Догматики «авангарда» произвели такое опустошение среди эпигонов и «деталистов», что единственным лекарством стала замена так называемого смысла поэтического обыкновенным смыслом, то есть здравым рассудком. Необходимо было восстановить в правах «банальность». И оказалось тогда, что реклама «Радион сам стирает» несет в себе столько же «поэзии» или так называемого поэтического смысла, сколько выдуманный «рай очей, вознесенье узнавших…».
А спустя какое-то время оказалось, что стихотворение можно назвать репортажем, и этот «репортаж» бывает удачнее, чем «настоящие» стихи того же автора. Кстати, некоторые перемены, произошедшие на наших глазах в поэзии «первого авангарда»{120}, положительно свидетельствуют об уме и ориентации его поэтов. Постоянные разговоры о новаторстве, панический страх «банального» были для меня доводом слабости подобной поэтики. Мне банальными казались извечная «Новость» (обязательно с большой буквы), которая неутомимо «потрясает цветком», и сам вышеозначенный «цветок Новости»{121}, которым до тошноты потрясал вечный новатор. Я сознательно стал отказываться от привилегий «поэзии», от привилегий «поэтического смысла». Я обратился к банальным истинам, к обыкновенному смыслу, к здравому рассудку.
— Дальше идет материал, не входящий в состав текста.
//! Error type compact IRIs
//!
//! These compact IRI strings identify literal error types in API responses.
//! They follow the pattern: `err:category/ErrorName`
//!
//! The `err:` prefix maps to `https://ns.flur.ee/errors#` in the full JSON-LD context.
//!
//! ```json
//! {
//!   "error": "division by zero",
//!   "@type": "err:literal/DivisionByZero"
//! }
//! ```

/// Integer division with a zero divisor
pub const DIVISION_BY_ZERO: &str = "err:literal/DivisionByZero";

/// Result does not fit the native integer range
pub const OVERFLOW: &str = "err:literal/Overflow";

/// Operand has no integer meaning (boolean, plain string, NaN, ...)
pub const INVALID_OPERAND: &str = "err:literal/InvalidOperand";
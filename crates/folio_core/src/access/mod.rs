//! Cross-cutting access control and write serialization.
//!
//! # Responsibility
//! - Resolve the transitive owner of any project/document/history entity and
//!   compare it with the acting identity.
//! - Serialize content writes and cascading deletes per document.
//!
//! # Invariants
//! - Denials are indistinguishable from missing rows.
//! - Distinct documents never contend for the same lock slot.

pub mod doc_locks;
pub mod guard;
//! Read-only aggregate queries over one owner's data.
//!
//! Every query joins back to `projects.owner_id`; nothing here is cached.

use crate::model::document::{ContentStats, HistoryEntry};
use crate::model::project::{Project, ProjectId};
use crate::model::user::UserId;
use crate::repo::history_repo::parse_history_row;
use crate::repo::project_repo::parse_project_row;
use crate::repo::{count_to_u64, parse_uuid, RepoResult};
use rusqlite::{params, Connection};
use serde::Serialize;

/// Row counts owned by one user.
#[derive(Debug, Clone, Copy, Default, PartialEq, Eq, Serialize)]
pub struct OwnerTotals {
    pub projects: u64,
    pub documents: u64,
    pub history_entries: u64,
}

/// History entry joined with its project for cross-document feeds.
#[derive(Debug, Clone, PartialEq, Eq, Serialize)]
pub struct RecentRevision {
    pub entry: HistoryEntry,
    pub project_id: ProjectId,
    pub project_title: String,
}

/// Repository interface for owner-scoped rollups.
pub trait StatsRepository {
    fn owner_totals(&self, owner_id: UserId) -> RepoResult<OwnerTotals>;
    /// Sums word and character counts across all owned document contents.
    fn content_stats(&self, owner_id: UserId) -> RepoResult<ContentStats>;
    /// Newest projects by creation time.
    fn recent_projects(&self, owner_id: UserId, limit: u32) -> RepoResult<Vec<Project>>;
    /// Newest history entries across all owned documents.
    fn recent_history(&self, owner_id: UserId, limit: u32) -> RepoResult<Vec<RecentRevision>>;
}

pub struct SqliteStatsRepository<'conn> {
    conn: &'conn Connection,
}

impl<'conn> SqliteStatsRepository<'conn> {
    pub fn new(conn: &'conn Connection) -> Self {
        Self { conn }
    }
}

impl StatsRepository for SqliteStatsRepository<'_> {
    fn owner_totals(&self, owner_id: UserId) -> RepoResult<OwnerTotals> {
        let (projects, documents, history_entries): (i64, i64, i64) = self.conn.query_row(
            "SELECT
                (SELECT COUNT(*) FROM projects WHERE owner_id = ?1),
                (SELECT COUNT(*)
                   FROM documents d
                   INNER JOIN projects p ON p.id = d.project_id
                  WHERE p.owner_id = ?1),
                (SELECT COUNT(*)
                   FROM history h
                   INNER JOIN documents d ON d.id = h.document_id
                   INNER JOIN projects p ON p.id = d.project_id
                  WHERE p.owner_id = ?1);",
            [owner_id.to_string()],
            |row| Ok((row.get(0)?, row.get(1)?, row.get(2)?)),
        )?;

        Ok(OwnerTotals {
            projects: count_to_u64(projects, "projects")?,
            documents: count_to_u64(documents, "documents")?,
            history_entries: count_to_u64(history_entries, "history")?,
        })
    }

    fn content_stats(&self, owner_id: UserId) -> RepoResult<ContentStats> {
        let mut stmt = self.conn.prepare(
            "SELECT d.content
             FROM documents d
             INNER JOIN projects p ON p.id = d.project_id
             WHERE p.owner_id = ?1;",
        )?;
        let mut rows = stmt.query([owner_id.to_string()])?;
        let mut totals = ContentStats::default();
        while let Some(row) = rows.next()? {
            let content: String = row.get(0)?;
            totals = totals.add(ContentStats::of(&content));
        }
        Ok(totals)
    }

    fn recent_projects(&self, owner_id: UserId, limit: u32) -> RepoResult<Vec<Project>> {
        let mut stmt = self.conn.prepare(
            "SELECT id, owner_id, title, description, created_at
             FROM projects
             WHERE owner_id = ?1
             ORDER BY created_at DESC, id DESC
             LIMIT ?2;",
        )?;
        let mut rows = stmt.query(params![owner_id.to_string(), i64::from(limit)])?;
        let mut projects = Vec::new();
        while let Some(row) = rows.next()? {
            projects.push(parse_project_row(row)?);
        }
        Ok(projects)
    }

    fn recent_history(&self, owner_id: UserId, limit: u32) -> RepoResult<Vec<RecentRevision>> {
        let mut stmt = self.conn.prepare(
            "SELECT
                h.id AS id,
                h.document_id AS document_id,
                h.content_snapshot AS content_snapshot,
                h.created_at AS created_at,
                p.id AS project_id,
                p.title AS project_title
             FROM history h
             INNER JOIN documents d ON d.id = h.document_id
             INNER JOIN projects p ON p.id = d.project_id
             WHERE p.owner_id = ?1
             ORDER BY h.created_at DESC, h.id DESC
             LIMIT ?2;",
        )?;
        let mut rows = stmt.query(params![owner_id.to_string(), i64::from(limit)])?;
        let mut revisions = Vec::new();
        while let Some(row) = rows.next()? {
            let project_text: String = row.get("project_id")?;
            revisions.push(RecentRevision {
                entry: parse_history_row(row)?,
                project_id: parse_uuid(&project_text, "projects.id")?,
                project_title: row.get("project_title")?,
            });
        }
        Ok(revisions)
    }
}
Теперь, после маленькой экскурсии в страну, где господствовали и господствуют «поэтический смысл» и «прекрасное», возвращусь на свою «свалку».
В 1948 году на съезде молодых писателей в Неборове мы много беседовали с Тадеушем Боровским{122}. За нашу жизнь это была вторая встреча. Говорили мы тогда о разных вещах и, в частности, о поэзии. Боровский сомневался, можно ли еще употреблять в стихах такие обороты, как «месяц светит». «…Из этого стихотворения сделать нельзя, а?» — сказал он. «Не знаю, — ответил я, — попробовать можно». Помню, возвратившись со съезда в Неборове, я взялся за это и написал стихотворение под названием «Светит месяц»:
Светит месяц
пустая улица
светит месяц
человек убегает
светит месяц
человек упал
человек погас
светит месяц
светит месяц
пустая улица
лицо умершего
лужа воды.
Изготовление «прекрасного» с целью возбуждения «эстетических эмоций» я считал деятельностью безопасной, смешной и наивной… В статье Татаркевича мне попалась фраза, подтверждавшая мои «поэзо-творческие» установки… «Не следует думать, что у них (греков), создавших столько прекрасного, играло оно большую роль. В ранний период истории своей они, напротив, не связывали искусство с прекрасным…»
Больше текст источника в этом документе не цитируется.